第018話 宣言
太陽の光に同化し、かつ完璧な隠密や無色化で身を隠した俺を視認できる者などそうはいまい。
背中に乗られていることすら気付けないゴールデンワイルドボアや周囲を固めている部下たちは、未だ思い思いに身体を掻いたり、鼻を鳴らしたりしている。
「思い残すことは……じゃなかった。そうか、俺はもうこれを問うべき存在から卒業したんだっけ。だとしたら、俺がすべきことは一つだな」
俺はボアの毛だらけな耳に顔を寄せ、「おい」と話しかけた。酷く慌てた表情でボアの目玉がギョロリと移動し、こちらを真っ直ぐに見つめた。
「ひとつ、お前に問う。この場で首を斬り落とされるか、大人しく奴らを引くか、選ばせてやる。良いか、俺は一度しか聞かない。この場で死ぬか、部下を引くか、選べ」
指先に魔力を集中させ、ボアの皮膚に触れる。たったそれだけで滝のような汗がボアの皮膚から溢れ、恐怖が指を通じて流れ込んでくる。
野生のモンスターといえど、高ランクの魔物となれば知恵も効く。圧倒的な脅威の前で、その牙を隠すことはごく当たり前なことだ。

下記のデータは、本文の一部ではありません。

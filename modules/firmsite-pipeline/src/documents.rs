// Whole-document JSON files: pipeline inputs, outputs and checkpoints.
//
// Writes go to a hidden temp file in the target directory and are renamed into
// place, so a reader sees either the previous document or the new one.

use std::io::{ErrorKind, Write};
use std::path::{Path, PathBuf};

use serde::de::DeserializeOwned;
use serde::Serialize;
use tempfile::NamedTempFile;
use tracing::warn;

use firmsite_common::{FirmsiteError, Result};

/// Read and parse a required JSON document.
pub async fn read_document<T: DeserializeOwned>(path: &Path) -> Result<T> {
    let raw = match tokio::fs::read_to_string(path).await {
        Ok(raw) => raw,
        Err(e) if e.kind() == ErrorKind::NotFound => {
            return Err(FirmsiteError::MissingInput(path.to_path_buf()))
        }
        Err(e) => return Err(FirmsiteError::io(path, e)),
    };
    serde_json::from_str(&raw).map_err(|e| FirmsiteError::json(path, e))
}

/// Pretty-print `value` to `path`, replacing any existing file atomically.
pub async fn write_document<T: Serialize>(path: &Path, value: &T) -> Result<()> {
    let bytes = serde_json::to_vec_pretty(value).map_err(|e| FirmsiteError::json(path, e))?;

    let parent = match path.parent() {
        Some(p) if !p.as_os_str().is_empty() => p.to_path_buf(),
        _ => PathBuf::from("."),
    };
    tokio::fs::create_dir_all(&parent)
        .await
        .map_err(|e| FirmsiteError::io(&parent, e))?;

    let target = path.to_path_buf();
    tokio::task::spawn_blocking(move || replace_file(&parent, &target, &bytes))
        .await
        .map_err(|e| FirmsiteError::io(path, std::io::Error::other(e)))?
}

fn replace_file(dir: &Path, path: &Path, bytes: &[u8]) -> Result<()> {
    let mut tmp = NamedTempFile::new_in(dir).map_err(|e| FirmsiteError::io(dir, e))?;
    tmp.write_all(bytes)
        .and_then(|()| tmp.as_file().sync_all())
        .map_err(|e| FirmsiteError::io(tmp.path(), e))?;

    match tmp.persist(path) {
        Ok(_) => Ok(()),
        Err(e) => {
            let tmp_path = e.file.path().to_path_buf();
            if let Err(close_err) = e.file.close() {
                warn!(path = %tmp_path.display(), error = %close_err, "Failed to remove temp file");
            }
            Err(FirmsiteError::io(path, e.error))
        }
    }
}

#[cfg(test)]
mod tests {
    use serde_json::{json, Value};

    use super::*;

    #[tokio::test]
    async fn write_then_read_leaves_no_temp_files() {
        let dir = tempfile::tempdir().unwrap();
        let path = dir.path().join("nested").join("site-map.json");

        write_document(&path, &json!({ "a": 1 })).await.unwrap();
        write_document(&path, &json!({ "a": 2 })).await.unwrap();

        let back: Value = read_document(&path).await.unwrap();
        assert_eq!(back, json!({ "a": 2 }));

        let entries: Vec<_> = std::fs::read_dir(path.parent().unwrap())
            .unwrap()
            .map(|e| e.unwrap().file_name())
            .collect();
        assert_eq!(entries.len(), 1);
    }

    #[tokio::test(flavor = "multi_thread", worker_threads = 4)]
    async fn concurrent_writes_to_one_target_do_not_collide() {
        let dir = tempfile::tempdir().unwrap();
        let path = dir.path().join("practice-areas.json");

        let writes = (0..16).map(|i| {
            let path = path.clone();
            tokio::spawn(async move { write_document(&path, &json!({ "n": i })).await })
        });
        for result in futures::future::join_all(writes).await {
            result.unwrap().unwrap();
        }

        let back: Value = read_document(&path).await.unwrap();
        assert!(back["n"].as_u64().unwrap() < 16);
        assert_eq!(std::fs::read_dir(dir.path()).unwrap().count(), 1);
    }

    #[tokio::test]
    async fn missing_input_is_reported_as_such() {
        let dir = tempfile::tempdir().unwrap();
        let err = read_document::<Value>(&dir.path().join("nope.json"))
            .await
            .unwrap_err();
        assert!(matches!(err, FirmsiteError::MissingInput(_)));
    }

    #[tokio::test]
    async fn invalid_json_names_the_file() {
        let dir = tempfile::tempdir().unwrap();
        let path = dir.path().join("bad.json");
        std::fs::write(&path, "{").unwrap();
        let err = read_document::<Value>(&path).await.unwrap_err();
        assert!(matches!(err, FirmsiteError::Json { .. }));
        assert!(err.to_string().contains("bad.json"));
    }
}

すぐに身を伏せて降伏を示したボアは、ガタガタ震えながら泥の中に顔を隠した。そこでようやく異変に気付いた周囲の取り巻きたちが、何事だとこちらへ視線を向けた。
「大将は降参したが……、お前らはどうする? 肉として売り捌いてやってもいいが、幸福なタイミングで死にたくはないだろう。ならば静かに身を寄せ合って伏せろ。お前らの主と同じようにな」
制圧まで時間はかからなかった。
瞬時に判断したボアの部下は、主を囲むように頭を垂れ、泥にまみれて身を伏せた。「いい子だ」とゴールデンワイルドボアの頭を撫でた俺は、岩場の影で慌てふためいていたマーロンさんに手を振った。
「ぷ~、ぷぴ~、フゴッ、んあ、ト~ア、もうご飯?」
タイミングが良いのか悪いのか、ポンチョがヨダレを拭いながら目を覚ました。しっかしこの状況で最初に口にした言葉がご飯とは。肝がすわってますねぇ、ウチのお坊ちゃんは……。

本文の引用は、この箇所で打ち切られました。